In a sense, what I'm urging is exactly like the common advice for job-hunters: Put the word out to everyone that you won't stand for this, they shouldn't stand for it, and they expect their friends, family, neighbors, doctors, bankers, and furniture-makers also not to stand for it.

As it stands today, there are lots of people who don't know what is going on. They don't even know who Alberto Gonzales is, much less why he's important. They have no idea what Biscuit teams are, or why they should oppose them. They saw Abu Ghraib, they accepted the administration's line that this was an isolated incident, and they'd rather not think about torture anyway. No one they know is expecting them to do anything about it, because hey, what influence do they have on the Bush Administration anyway. If they do think about it, they feel helpless, like there's nothing they can do, so they say "well, I don't have any influence." And they think about something else, because hey, torture is just no fun to think about .

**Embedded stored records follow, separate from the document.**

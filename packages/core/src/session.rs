//! Editing session for one piece of media
//!
//! Owns the timeline (and through it the cut-point store) for the loaded
//! source. Loading a different source starts from a clean timeline.

use crate::cut_points::CutPoint;
use crate::error::ShortsResult;
use crate::export::ExportRequest;
use crate::export_settings::ExportSelections;
use crate::source::MediaSource;
use crate::timeline::{RangeSelection, Timeline};
use serde::{Deserialize, Serialize};
use tracing::info;

/// Tool selected in the editor sidebar
#[derive(Debug, Clone, Copy, PartialEq, Eq, Hash, Default, Serialize, Deserialize)]
#[serde(rename_all = "lowercase")]
pub enum EditorTool {
    #[default]
    Cut,
    Text,
    Filter,
    Audio,
}

impl EditorTool {
    pub fn all() -> [EditorTool; 4] {
        [
            EditorTool::Cut,
            EditorTool::Text,
            EditorTool::Filter,
            EditorTool::Audio,
        ]
    }

    pub fn label(&self) -> &'static str {
        match self {
            EditorTool::Cut => "Cut",
            EditorTool::Text => "Text",
            EditorTool::Filter => "Filter",
            EditorTool::Audio => "Audio",
        }
    }
}

#[derive(Debug, Default)]
pub struct EditorSession {
    source: Option<MediaSource>,
    timeline: Timeline,
    selection: RangeSelection,
    tool: EditorTool,
}

impl EditorSession {
    pub fn new() -> Self {
        Self::default()
    }

    /// Start a session on `source`
    pub fn open(source: MediaSource) -> Self {
        let mut session = Self::new();
        session.load_source(source);
        session
    }

    /// Replace the media, discarding the timeline and all cut points
    pub fn load_source(&mut self, source: MediaSource) {
        info!("Loading source {}", source.label());
        self.source = Some(source);
        self.timeline = Timeline::new();
        self.selection.reset();
    }

    pub fn source(&self) -> Option<&MediaSource> {
        self.source.as_ref()
    }

    pub fn timeline(&self) -> &Timeline {
        &self.timeline
    }

    pub fn timeline_mut(&mut self) -> &mut Timeline {
        &mut self.timeline
    }

    /// Record the media duration once metadata is available
    pub fn set_duration(&mut self, duration: f64) -> ShortsResult<()> {
        self.timeline.set_duration(duration)
    }

    pub fn seek(&mut self, time: f64) -> f64 {
        self.timeline.seek(time)
    }

    pub fn is_playing(&self) -> bool {
        self.timeline.is_playing()
    }

    pub fn set_playing(&mut self, playing: bool) {
        self.timeline.set_playing(playing);
    }

    pub fn toggle_playing(&mut self) -> bool {
        let playing = !self.timeline.is_playing();
        self.timeline.set_playing(playing);
        playing
    }

    pub fn selected_tool(&self) -> EditorTool {
        self.tool
    }

    pub fn select_tool(&mut self, tool: EditorTool) {
        self.tool = tool;
    }

    pub fn selection(&self) -> &RangeSelection {
        &self.selection
    }

    pub fn mark_range_start(&mut self) {
        self.selection.mark_start(&self.timeline);
    }

    pub fn mark_range_end(&mut self) -> bool {
        self.selection.mark_end(&self.timeline)
    }

    /// Add the marked range as a cut point
    pub fn commit_range(&mut self) -> Option<CutPoint> {
        self.selection.commit(&mut self.timeline)
    }

    pub fn quick_cut(&mut self, seconds: f64) -> Option<CutPoint> {
        self.timeline.quick_cut(seconds)
    }

    /// Resolve an export of the current cut points
    pub fn export_request(&self, selections: ExportSelections) -> ExportRequest {
        ExportRequest::resolve(selections, self.timeline.cut_points().as_slice())
    }
}
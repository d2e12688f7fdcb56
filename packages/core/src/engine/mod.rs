//! Media processing engine seam
//!
//! The editor never decodes or encodes media itself. Everything goes through
//! [`MediaEngine`], which the ffmpeg-backed [`FfmpegEngine`] implements and
//! which tests replace with scripted doubles.

use crate::error::ShortsResult;
use crate::export_settings::{FrameRate, Resolution};
use serde::{Deserialize, Serialize};
use std::sync::Arc;

pub mod args;

#[cfg(feature = "encoding")]
mod ffmpeg;

#[cfg(feature = "encoding")]
pub use ffmpeg::FfmpegEngine;

/// Progress callback, invoked with a percentage in `0..=100`
pub type ProgressHandler = Arc<dyn Fn(u8) + Send + Sync + 'static>;

/// Options for a single processing call
#[derive(Debug, Clone, Copy, PartialEq, Serialize, Deserialize)]
pub struct ProcessingOptions {
    /// Seek offset into the source; `None` starts at the beginning
    pub start_time: Option<f64>,
    /// End of the clip in source time; `None` runs to the end
    pub end_time: Option<f64>,
    pub resolution: Resolution,
    pub fps: FrameRate,
}

impl ProcessingOptions {
    /// Options for a full-length render
    pub fn full(resolution: Resolution, fps: FrameRate) -> Self {
        Self {
            start_time: None,
            end_time: None,
            resolution,
            fps,
        }
    }

    /// Length of the output in seconds when an end bound is set
    pub fn clip_duration(&self) -> Option<f64> {
        self.end_time
            .map(|end| end - self.start_time.unwrap_or(0.0))
    }

    pub fn is_trimmed(&self) -> bool {
        self.start_time.is_some() || self.end_time.is_some()
    }
}

/// Capability interface to an external media processing engine
#[async_trait::async_trait]
pub trait MediaEngine: Send + Sync {
    /// Prepare the engine. Calling again once loaded is a no-op.
    async fn load(&self) -> ShortsResult<()>;

    fn is_loaded(&self) -> bool;

    /// Render `source` with `options`, returning the encoded output
    async fn process(&self, source: &[u8], options: &ProcessingOptions) -> ShortsResult<Vec<u8>>;

    /// Capture a single frame at `time` seconds (defaults to the start)
    async fn extract_frame(&self, source: &[u8], time: Option<f64>) -> ShortsResult<Vec<u8>>;

    /// Register the progress callback used during `process`
    fn on_progress(&self, handler: ProgressHandler);

    /// Release engine resources. Safe to call when idle or already terminated.
    async fn terminate(&self) -> ShortsResult<()>;
}

/// Engine used when the crate is built without the `encoding` feature
#[cfg(not(feature = "encoding"))]
pub use stub_engine::FfmpegEngine;

#[cfg(not(feature = "encoding"))]
mod stub_engine {
    use super::{MediaEngine, ProcessingOptions, ProgressHandler};
    use crate::{ShortsError, ShortsResult};
    use std::path::PathBuf;

    /// Engine stub (encoding feature not enabled)
    #[derive(Debug, Default)]
    pub struct FfmpegEngine;

    impl FfmpegEngine {
        pub fn new() -> Self {
            Self
        }

        pub fn with_work_dir(_work_dir: impl Into<PathBuf>) -> Self {
            Self
        }
    }

    #[async_trait::async_trait]
    impl MediaEngine for FfmpegEngine {
        async fn load(&self) -> ShortsResult<()> {
            Err(ShortsError::engine(
                "Encoding feature not enabled. Rebuild with --features encoding",
            ))
        }

        fn is_loaded(&self) -> bool {
            false
        }

        async fn process(
            &self,
            _source: &[u8],
            _options: &ProcessingOptions,
        ) -> ShortsResult<Vec<u8>> {
            Err(ShortsError::engine("Encoding feature not enabled"))
        }

        async fn extract_frame(&self, _source: &[u8], _time: Option<f64>) -> ShortsResult<Vec<u8>> {
            Err(ShortsError::engine("Encoding feature not enabled"))
        }

        fn on_progress(&self, _handler: ProgressHandler) {}

        async fn terminate(&self) -> ShortsResult<()> {
            Ok(())
        }
    }
}
//! Directory collaborator
//!
//! The directory is the institution-management backend's source of truth
//! for tenant, user, and role membership. The fan-out core only reads it;
//! a failing directory aborts the whole dispatch rather than producing a
//! partial audience.

use async_trait::async_trait;

use crate::models::{RecipientId, RecipientIdentity, Role, TenantId};
use crate::Result;

/// Resolves tenant/user/role membership
///
/// Implementations signal transport failure with
/// [`Error::DirectoryUnavailable`](crate::Error::DirectoryUnavailable);
/// an unknown recipient is `Ok(None)`, not an error.
#[async_trait]
pub trait Directory: Send + Sync {
    /// Current members of `role` within `tenant_id`
    async fn members_of_role(
        &self,
        tenant_id: &TenantId,
        role: Role,
    ) -> Result<Vec<RecipientIdentity>>;

    /// Look up a single identity within `tenant_id`
    async fn identity(
        &self,
        tenant_id: &TenantId,
        recipient_id: &RecipientId,
    ) -> Result<Option<RecipientIdentity>>;
}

In addition, there are a lot of people out there who would say that torture is wrong, except that in this case those bastards killed innocent Americans, they behead people, they are scum, and we have to get information out of them, and what's happening isn't really torture anyway, and it's not worse than they deserve, and it's guilty people, and so on. These people may not be able to be convinced that torture is wrong in any circumstances, but they can be convinced they are in the minority, if enough of those who think torture is wrong speak up. But if we don't speak up because we assume that everyone else thinks torture is always wrong, then those people won't know they're in the minority.

If we each personally took responsibility for influencing all the people we do have influence over, then the wave of personal responsibility will spread, and very quickly reach the people who have more direct responsibility. As for whether you have any actual influence over your doctor, I don't know. But I suspect the simple shock of receiving a letter from a patient about a non-medical issue will cause your doctor to give the letter a real reading, out of curiosity if nothing else. Having read the letter, your doctor a) knows what is happening if he/she did not before b) knows that one of his/her patients thought this was so outside the pale that he contacted his doctor about it, breaking a very strong taboo against bringing 'politics' into a 'business' or 'patient-doctor' relationship, and turning the traditional patient-doctor authority upside down by asserting a moral authority over your doctor. Both of these circumstances increase the likelihood that your doctor will also act by making it clear to everyone he/she knows that something very wrong is happening. Perhaps not by very much, but by a little bit.

I've just finished reading a book based on extensive post-war interviews with rank-and-file members of the Nazi party, They Thought They Were Free. I wrote a blog entry about what I learned from it, at http://www.kafka.com/politics/2005/01/new-years-resolutions.php I hope you'll read it, I think it's very relevant here. And then I hope you'll say, well, maybe I don't have any influence over my doctor, but maybe I do. If it's so easy (too easy, you say) to say you're against torture, then why not say it?